I address the motivations for our Reversal Curse paper in a reply to your other comment.
My current (highly speculative) guess is that humans do learn one-directionally. We can’t easily recite poems backwards line-by-line or word-by-word or phoneme-by-phoneme. We can’t understand such reversed language either. It’s easy to count down (because we practice that) but harder to do the alphabet backwards (because we don’t practice it). Mostly when we memorize facts that are 2-way (unlike poems), we do some minimal amount of reflection/repetition that means both AB and BA are present. E.g. repeating to ourselves “casa, house, casa, house, etc...”. For facts we read passively in newspapers, it’s trickier to think about becuase we retain relatively little. But my guess is that most facts that we retain at all will be ones that appear in both orders, though that won’t be necessary for us learning them (becauase we can reflect on them ourselves).
[If we don’t understand the semantics of what we are hearing at all, then we don’t memorize. E.g. Americans might hear a lot of Spanish on the streets but but memorize basically nothing.]

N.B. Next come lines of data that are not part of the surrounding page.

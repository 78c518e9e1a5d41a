//! 文件系统产物存储
//!
//! 数据集在 `data/` 前缀下，模型产物在 `models/` 前缀下。
//! 产物文件以 create-new 语义写入，同名冲突追加版本后缀，
//! 已有文件永远不会被覆盖。

use std::path::{Path, PathBuf};

use async_trait::async_trait;
use chrono::Utc;
use tokio::io::AsyncWriteExt;
use tracing::{info, warn};

use automl_errors::{AutoMlError, AutoMlResult};
use automl_ml::artifacts::{ArtifactDocument, ArtifactDraft, ArtifactMeta, ArtifactStore};
use automl_ml::dataset::resolve_dataset_path;

pub struct FsArtifactStore {
    data_dir: PathBuf,
    models_dir: PathBuf,
}

impl FsArtifactStore {
    pub fn new(data_dir: impl Into<PathBuf>, models_dir: impl Into<PathBuf>) -> AutoMlResult<Self> {
        let data_dir = data_dir.into();
        let models_dir = models_dir.into();
        std::fs::create_dir_all(&data_dir)?;
        std::fs::create_dir_all(&models_dir)?;
        Ok(Self {
            data_dir,
            models_dir,
        })
    }

    fn artifact_path(&self, name: &str) -> AutoMlResult<PathBuf> {
        validate_artifact_name(name)?;
        Ok(self.models_dir.join(name))
    }
}

fn validate_artifact_name(name: &str) -> AutoMlResult<()> {
    if name.is_empty() || name.contains('/') || name.contains('\\') || name.contains("..") {
        return Err(AutoMlError::validation(format!("非法的产物名称: {name}")));
    }
    Ok(())
}

/// 打开一个必须不存在的新文件，用于保证产物不可变
async fn create_new(path: &Path) -> std::io::Result<tokio::fs::File> {
    tokio::fs::OpenOptions::new()
        .write(true)
        .create_new(true)
        .open(path)
        .await
}

#[async_trait]
impl ArtifactStore for FsArtifactStore {
    async fn save(&self, draft: ArtifactDraft) -> AutoMlResult<ArtifactMeta> {
        let base = format!("{}_{}_model", draft.dataset, draft.problem_type.file_slug());

        // 确定性命名: 首选 {base}.json，被占用时递增版本后缀
        let mut version = 1usize;
        let (name, mut file) = loop {
            let candidate = if version == 1 {
                format!("{base}.json")
            } else {
                format!("{base}_v{version}.json")
            };
            let path = self.models_dir.join(&candidate);
            match create_new(&path).await {
                Ok(file) => break (candidate, file),
                Err(e) if e.kind() == std::io::ErrorKind::AlreadyExists => {
                    version += 1;
                }
                Err(e) => return Err(e.into()),
            }
        };

        let path = self.models_dir.join(&name);
        let meta = ArtifactMeta {
            name: name.clone(),
            path: path.to_string_lossy().to_string(),
            problem_type: draft.problem_type,
            algorithm: draft.algorithm,
            target_column: draft.target_column,
            feature_columns: draft.feature_columns,
            metrics: draft.metrics,
            dataset: draft.dataset,
            created_at: Utc::now(),
        };
        let document = ArtifactDocument {
            meta: meta.clone(),
            model: draft.model,
        };

        let write = async {
            let bytes = serde_json::to_vec(&document)?;
            file.write_all(&bytes).await?;
            file.flush().await?;
            Ok::<_, AutoMlError>(())
        };
        if let Err(e) = write.await {
            // 写入失败时回收占位文件，不在磁盘上留下半成品产物
            let _ = tokio::fs::remove_file(&path).await;
            return Err(e);
        }
        info!("模型产物已写入 {}", meta.path);
        Ok(meta)
    }

    async fn load(&self, name: &str) -> AutoMlResult<ArtifactDocument> {
        let path = self.artifact_path(name)?;
        let bytes = match tokio::fs::read(&path).await {
            Ok(bytes) => bytes,
            Err(e) if e.kind() == std::io::ErrorKind::NotFound => {
                return Err(AutoMlError::artifact_not_found(name))
            }
            Err(e) => return Err(e.into()),
        };
        Ok(serde_json::from_slice(&bytes)?)
    }

    async fn list(&self) -> AutoMlResult<Vec<ArtifactMeta>> {
        let mut metas = Vec::new();
        let mut dir = tokio::fs::read_dir(&self.models_dir).await?;
        while let Some(entry) = dir.next_entry().await? {
            let path = entry.path();
            if path.extension().and_then(|e| e.to_str()) != Some("json") {
                continue;
            }
            match tokio::fs::read(&path).await {
                Ok(bytes) => match serde_json::from_slice::<ArtifactDocument>(&bytes) {
                    Ok(document) => metas.push(document.meta),
                    Err(e) => warn!("跳过无法解析的产物文件 {:?}: {}", path, e),
                },
                Err(e) => warn!("跳过无法读取的产物文件 {:?}: {}", path, e),
            }
        }
        metas.sort_by(|a, b| a.created_at.cmp(&b.created_at));
        Ok(metas)
    }

    async fn delete(&self, name: &str) -> AutoMlResult<()> {
        let path = self.artifact_path(name)?;
        match tokio::fs::remove_file(&path).await {
            Ok(()) => {
                info!("模型产物已删除 {}", name);
                Ok(())
            }
            Err(e) if e.kind() == std::io::ErrorKind::NotFound => {
                Err(AutoMlError::artifact_not_found(name))
            }
            Err(e) => Err(e.into()),
        }
    }

    async fn exists(&self, name: &str) -> AutoMlResult<bool> {
        let path = self.artifact_path(name)?;
        Ok(path.is_file())
    }

    fn dataset_path(&self, dataset_ref: &str) -> AutoMlResult<PathBuf> {
        resolve_dataset_path(&self.data_dir, dataset_ref)
    }
}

We might also be using working memory to reconstruct reverse relations on the fly. E.g. reciting a poem backwards will consist of remembering chunks of it in forward direction and then rearranging the chunk to be in reverse direction.
If that is correct than a variation of CoT-prompting might work. By first having the model recall any context in which it recalls an object and then picking the answer out of that.

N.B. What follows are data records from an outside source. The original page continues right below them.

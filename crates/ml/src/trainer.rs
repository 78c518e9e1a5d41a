//! 模型训练流水线
//!
//! 校验在任何计算之前完成；训练/测试划分与各算法的随机性
//! 全部由固定种子驱动，同样的输入必然得到同样的产物。

use std::collections::BTreeMap;

use ndarray::Axis;
use rand::rngs::StdRng;
use rand::seq::SliceRandom;
use rand::SeedableRng;

use automl_domain::{ModelType, ProblemType, Recommendation};
use automl_errors::{AutoMlError, AutoMlResult};

use crate::dataset::Dataset;
use crate::forest::{ForestParams, RandomForest};
use crate::kmeans::{silhouette_score, KMeans, KMeansParams};
use crate::model::{LabelEncoder, TrainedModel};

/// 保留作测试集的比例，契约值
const TEST_FRACTION: f64 = 0.2;
/// 划分与拟合使用的固定随机种子，契约值
const SPLIT_SEED: u64 = 42;

#[derive(Debug, Clone)]
pub struct TrainOutcome {
    pub model: TrainedModel,
    pub problem_type: ProblemType,
    pub algorithm: String,
    pub target_column: Option<String>,
    pub feature_columns: Vec<String>,
    pub metrics: BTreeMap<String, f64>,
    pub explanation: String,
}

/// 把请求的模型类型解析为可训练的问题类型
///
/// `auto` 取推荐候选中第一个可训练的类型；显式指定的类型
/// 必须落在 {Classification, Regression, Clustering} 之内。
pub fn resolve_problem_type(
    requested: ModelType,
    recommendation: &Recommendation,
) -> AutoMlResult<ProblemType> {
    match requested {
        ModelType::Classification => Ok(ProblemType::Classification),
        ModelType::Regression => Ok(ProblemType::Regression),
        ModelType::Clustering => Ok(ProblemType::Clustering),
        ModelType::Auto => recommendation
            .candidates
            .iter()
            .copied()
            .find(ProblemType::is_trainable)
            .ok_or_else(|| {
                AutoMlError::UnsupportedModelType(format!(
                    "自动推荐未产生可训练的问题类型: {:?}",
                    recommendation.candidates
                ))
            }),
    }
}

/// 确定特征列: 显式列表必须存在且不含目标列，缺省为目标列以外的全部列
pub fn resolve_features(
    dataset: &Dataset,
    target: Option<&str>,
    requested: Option<&[String]>,
) -> AutoMlResult<Vec<String>> {
    let features = match requested {
        Some(features) => {
            if features.is_empty() {
                return Err(AutoMlError::validation("特征列表不能为空"));
            }
            for feature in features {
                if !dataset.has_column(feature) {
                    return Err(AutoMlError::validation(format!("特征列不存在: {feature}")));
                }
                if Some(feature.as_str()) == target {
                    return Err(AutoMlError::validation(format!(
                        "特征列不能包含目标列: {feature}"
                    )));
                }
            }
            features.to_vec()
        }
        None => dataset
            .column_names()
            .into_iter()
            .filter(|name| Some(name.as_str()) != target)
            .collect(),
    };
    if features.is_empty() {
        return Err(AutoMlError::validation("没有可用的特征列"));
    }
    Ok(features)
}

/// 确定性的训练/测试索引划分，返回 (训练集, 测试集)
fn train_test_split(n: usize, fraction: f64, seed: u64) -> (Vec<usize>, Vec<usize>) {
    let mut indices: Vec<usize> = (0..n).collect();
    let mut rng = StdRng::seed_from_u64(seed);
    indices.shuffle(&mut rng);

    let n_test = ((n as f64 * fraction).ceil() as usize).clamp(1, n - 1);
    let test = indices[..n_test].to_vec();
    let train = indices[n_test..].to_vec();
    (train, test)
}

/// 训练指定类型的模型并在保留集上评估
///
/// 产物落盘不在这里发生: 指标计算成功之后由调用方写入产物，
/// 保证失败的训练不会留下半成品文件。
pub fn train(
    dataset: &Dataset,
    problem_type: ProblemType,
    target: Option<&str>,
    features: &[String],
) -> AutoMlResult<TrainOutcome> {
    if !problem_type.is_trainable() {
        return Err(AutoMlError::UnsupportedModelType(format!(
            "{problem_type:?}"
        )));
    }

    let supervised = matches!(
        problem_type,
        ProblemType::Classification | ProblemType::Regression
    );
    let target = match (supervised, target) {
        (true, None) => {
            return Err(AutoMlError::validation(
                "监督学习模型必须指定目标列",
            ))
        }
        (true, Some(t)) => {
            if !dataset.has_column(t) {
                return Err(AutoMlError::validation(format!("目标列不存在: {t}")));
            }
            Some(t)
        }
        (false, _) => None,
    };

    let x = dataset.feature_matrix(features)?;
    let n = x.nrows();

    let (model, metrics, explanation) = match problem_type {
        ProblemType::Classification => {
            let labels = dataset.label_target(target.expect("supervised"))?;
            let (encoder, encoded) = LabelEncoder::fit(&labels);
            require_rows_for_split(n)?;
            let (train_idx, test_idx) = train_test_split(n, TEST_FRACTION, SPLIT_SEED);

            let x_train = x.select(Axis(0), &train_idx);
            let y_train: Vec<usize> = train_idx.iter().map(|&i| encoded[i]).collect();
            let forest = RandomForest::fit_classifier(
                &x_train,
                &y_train,
                encoder.n_classes(),
                &ForestParams::default(),
            );

            let x_test = x.select(Axis(0), &test_idx);
            let predictions = forest.predict_class(&x_test);
            let correct = predictions
                .iter()
                .zip(test_idx.iter())
                .filter(|(&predicted, &i)| predicted == encoded[i])
                .count();
            let accuracy = correct as f64 / test_idx.len() as f64;

            let mut metrics = BTreeMap::new();
            metrics.insert("accuracy".to_string(), accuracy);
            (
                TrainedModel::Classifier {
                    forest,
                    labels: encoder,
                },
                metrics,
                "分类模型训练成功。准确率（accuracy）表示模型在保留测试集上预测正确的样本比例。"
                    .to_string(),
            )
        }
        ProblemType::Regression => {
            let y = dataset.numeric_target(target.expect("supervised"))?;
            require_rows_for_split(n)?;
            let (train_idx, test_idx) = train_test_split(n, TEST_FRACTION, SPLIT_SEED);

            let x_train = x.select(Axis(0), &train_idx);
            let y_train: Vec<f64> = train_idx.iter().map(|&i| y[i]).collect();
            let forest = RandomForest::fit_regressor(&x_train, &y_train, &ForestParams::default());

            let x_test = x.select(Axis(0), &test_idx);
            let predictions = forest.predict_value(&x_test);
            let mse = predictions
                .iter()
                .zip(test_idx.iter())
                .map(|(&predicted, &i)| (predicted - y[i]) * (predicted - y[i]))
                .sum::<f64>()
                / test_idx.len() as f64;

            let mut metrics = BTreeMap::new();
            metrics.insert("mse".to_string(), mse);
            (
                TrainedModel::Regressor { forest },
                metrics,
                "回归模型训练成功。MSE（均方误差）反映预测值与真实值之间的平均平方偏差，越小越好。"
                    .to_string(),
            )
        }
        ProblemType::Clustering => {
            let params = KMeansParams::default();
            let (kmeans, labels) = KMeans::fit(&x, &params)?;
            let score = silhouette_score(&x, &labels, params.k)?;

            let mut metrics = BTreeMap::new();
            metrics.insert("silhouette_score".to_string(), score);
            (
                TrainedModel::Clusterer { kmeans },
                metrics,
                "聚类模型训练成功。轮廓系数（silhouette score）衡量各簇分离的清晰程度，越接近1越好。"
                    .to_string(),
            )
        }
        _ => unreachable!("is_trainable checked above"),
    };

    tracing::info!(
        dataset = dataset.name(),
        problem_type = ?problem_type,
        algorithm = model.algorithm(),
        "模型训练完成"
    );

    Ok(TrainOutcome {
        algorithm: model.algorithm().to_string(),
        problem_type,
        target_column: target.map(|t| t.to_string()),
        feature_columns: features.to_vec(),
        metrics,
        explanation,
        model,
    })
}

fn require_rows_for_split(n: usize) -> AutoMlResult<()> {
    if n < 2 {
        return Err(AutoMlError::validation(
            "数据行数不足，无法划分训练集与测试集",
        ));
    }
    Ok(())
}

#[cfg(test)]
mod tests {
    use super::*;
    use std::io::Write;
    use std::path::{Path, PathBuf};

    fn write_csv(dir: &Path, name: &str, content: &str) -> PathBuf {
        let path = dir.join(name);
        let mut file = std::fs::File::create(&path).unwrap();
        file.write_all(content.as_bytes()).unwrap();
        path
    }

    fn binary_dataset(dir: &Path) -> Dataset {
        // 两个线性可分的簇
        let mut csv = String::from("x1,x2,label\n");
        for i in 0..20 {
            csv.push_str(&format!("{}.0,{}.5,0\n", i % 5, i % 4));
        }
        for i in 0..20 {
            csv.push_str(&format!("{}.0,{}.5,1\n", 50 + i % 5, 50 + i % 4));
        }
        let path = write_csv(dir, "binary.csv", &csv);
        Dataset::load(&path).unwrap()
    }

    #[test]
    fn test_split_is_deterministic_and_disjoint() {
        let (train_a, test_a) = train_test_split(100, TEST_FRACTION, SPLIT_SEED);
        let (train_b, test_b) = train_test_split(100, TEST_FRACTION, SPLIT_SEED);
        assert_eq!(train_a, train_b);
        assert_eq!(test_a, test_b);
        assert_eq!(test_a.len(), 20);
        assert_eq!(train_a.len(), 80);

        let mut all: Vec<usize> = train_a.iter().chain(test_a.iter()).copied().collect();
        all.sort();
        assert_eq!(all, (0..100).collect::<Vec<_>>());
    }

    #[test]
    fn test_tiny_dataset_keeps_nonempty_train() {
        let (train, test) = train_test_split(2, TEST_FRACTION, SPLIT_SEED);
        assert_eq!(train.len(), 1);
        assert_eq!(test.len(), 1);
    }

    #[test]
    fn test_classification_training_reports_accuracy() {
        let dir = tempfile::tempdir().unwrap();
        let dataset = binary_dataset(dir.path());
        let features = resolve_features(&dataset, Some("label"), None).unwrap();
        assert_eq!(features, vec!["x1".to_string(), "x2".to_string()]);

        let outcome = train(&dataset, ProblemType::Classification, Some("label"), &features)
            .unwrap();
        assert_eq!(outcome.algorithm, "RandomForestClassifier");
        let accuracy = outcome.metrics["accuracy"];
        assert!(accuracy > 0.9, "accuracy = {accuracy}");
        assert!(!outcome.explanation.is_empty());
    }

    #[test]
    fn test_regression_training_reports_mse() {
        let dir = tempfile::tempdir().unwrap();
        let mut csv = String::from("x,y\n");
        for i in 0..50 {
            csv.push_str(&format!("{i}.0,{}\n", 2 * i));
        }
        let path = write_csv(dir.path(), "linear.csv", &csv);
        let dataset = Dataset::load(&path).unwrap();

        let outcome = train(
            &dataset,
            ProblemType::Regression,
            Some("y"),
            &["x".to_string()],
        )
        .unwrap();
        assert_eq!(outcome.algorithm, "RandomForestRegressor");
        assert!(outcome.metrics.contains_key("mse"));
    }

    #[test]
    fn test_clustering_training_reports_silhouette() {
        let dir = tempfile::tempdir().unwrap();
        let mut csv = String::from("a,b\n");
        for i in 0..10 {
            csv.push_str(&format!("{}.1,{}.2\n", i % 3, i % 3));
        }
        for i in 0..10 {
            csv.push_str(&format!("{}.1,{}.2\n", 50 + i % 3, 50 + i % 3));
        }
        for i in 0..10 {
            csv.push_str(&format!("{}.1,{}.2\n", 100 + i % 3, i % 3));
        }
        let path = write_csv(dir.path(), "blobs.csv", &csv);
        let dataset = Dataset::load(&path).unwrap();

        let outcome = train(&dataset, ProblemType::Clustering, None, &["a".to_string(), "b".to_string()])
            .unwrap();
        assert_eq!(outcome.algorithm, "KMeans");
        assert!(outcome.metrics["silhouette_score"] > 0.5);
        assert!(outcome.target_column.is_none());
    }

    #[test]
    fn test_supervised_without_target_is_validation_error() {
        let dir = tempfile::tempdir().unwrap();
        let dataset = binary_dataset(dir.path());
        let err = train(
            &dataset,
            ProblemType::Classification,
            None,
            &["x1".to_string()],
        )
        .unwrap_err();
        assert!(matches!(err, AutoMlError::Validation(_)));
    }

    #[test]
    fn test_unknown_feature_is_validation_error() {
        let dir = tempfile::tempdir().unwrap();
        let dataset = binary_dataset(dir.path());
        let err = resolve_features(&dataset, Some("label"), Some(&["ghost".to_string()]))
            .unwrap_err();
        assert!(matches!(err, AutoMlError::Validation(_)));
    }

    #[test]
    fn test_target_in_features_is_rejected() {
        let dir = tempfile::tempdir().unwrap();
        let dataset = binary_dataset(dir.path());
        let err = resolve_features(
            &dataset,
            Some("label"),
            Some(&["x1".to_string(), "label".to_string()]),
        )
        .unwrap_err();
        assert!(matches!(err, AutoMlError::Validation(_)));
    }

    #[test]
    fn test_untrainable_type_is_rejected() {
        let dir = tempfile::tempdir().unwrap();
        let dataset = binary_dataset(dir.path());
        let err = train(
            &dataset,
            ProblemType::TimeSeries,
            Some("label"),
            &["x1".to_string()],
        )
        .unwrap_err();
        assert!(matches!(err, AutoMlError::UnsupportedModelType(_)));
    }

    #[test]
    fn test_resolve_auto_prefers_first_trainable_candidate() {
        let recommendation = Recommendation {
            candidates: vec![ProblemType::TimeSeries, ProblemType::Regression],
            rationale: "test".to_string(),
        };
        let resolved = resolve_problem_type(ModelType::Auto, &recommendation).unwrap();
        assert_eq!(resolved, ProblemType::Regression);

        let unsupervised = Recommendation {
            candidates: vec![ProblemType::Clustering, ProblemType::Recommendation],
            rationale: "test".to_string(),
        };
        let resolved = resolve_problem_type(ModelType::Auto, &unsupervised).unwrap();
        assert_eq!(resolved, ProblemType::Clustering);

        let hopeless = Recommendation {
            candidates: vec![ProblemType::GeneralPurpose],
            rationale: "test".to_string(),
        };
        assert!(matches!(
            resolve_problem_type(ModelType::Auto, &hopeless),
            Err(AutoMlError::UnsupportedModelType(_))
        ));
    }
}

I agree that training backwards would likely fix this for a causal decoder LLM.
I would define the Reversal Curse as the phenomenon by which models cannot infer ‘B → A’ by training on examples of the form ‘A → B’. In our paper we weren’t so much trying to avoid the Reversal Curse, but rather trying to generate counterexamples to it. So when we wrote, “We try different setups in an effort to help the model generalize,” we were referring to setups in which a model infers ‘B → A’ without seeing any documents in which B precedes A, rather than ways to get around the Reversal Curse in practice.
I had basically the same idea here! I also expect that would work.
More generally, I think this kind of research (and also a lot of interpretability work) is interesting as a characterization and categorization of the workings and deficiencies of current systems and training processes, but not likely to be particularly useful for predicting trends or modelling systems in even the very near future (or the present, arguably… if you want an LLM to tell you about Mary Lee Pfieffer or Ed Witten, just use Bing).
Yeah, same.
Here’s an example, although it is not reasonable.
You could implement embedding in a vector database. If X1 and X2 are equivalent, embed them with an anti-collinear relationship i.e X1 = - X2. and implement the ‘is’ operator as a multiplication by −1.
But this fails when there are three vectors that should be equivalent, and it is not very elegant to embed items that should be “equivalent” with an anti-collinear relationship.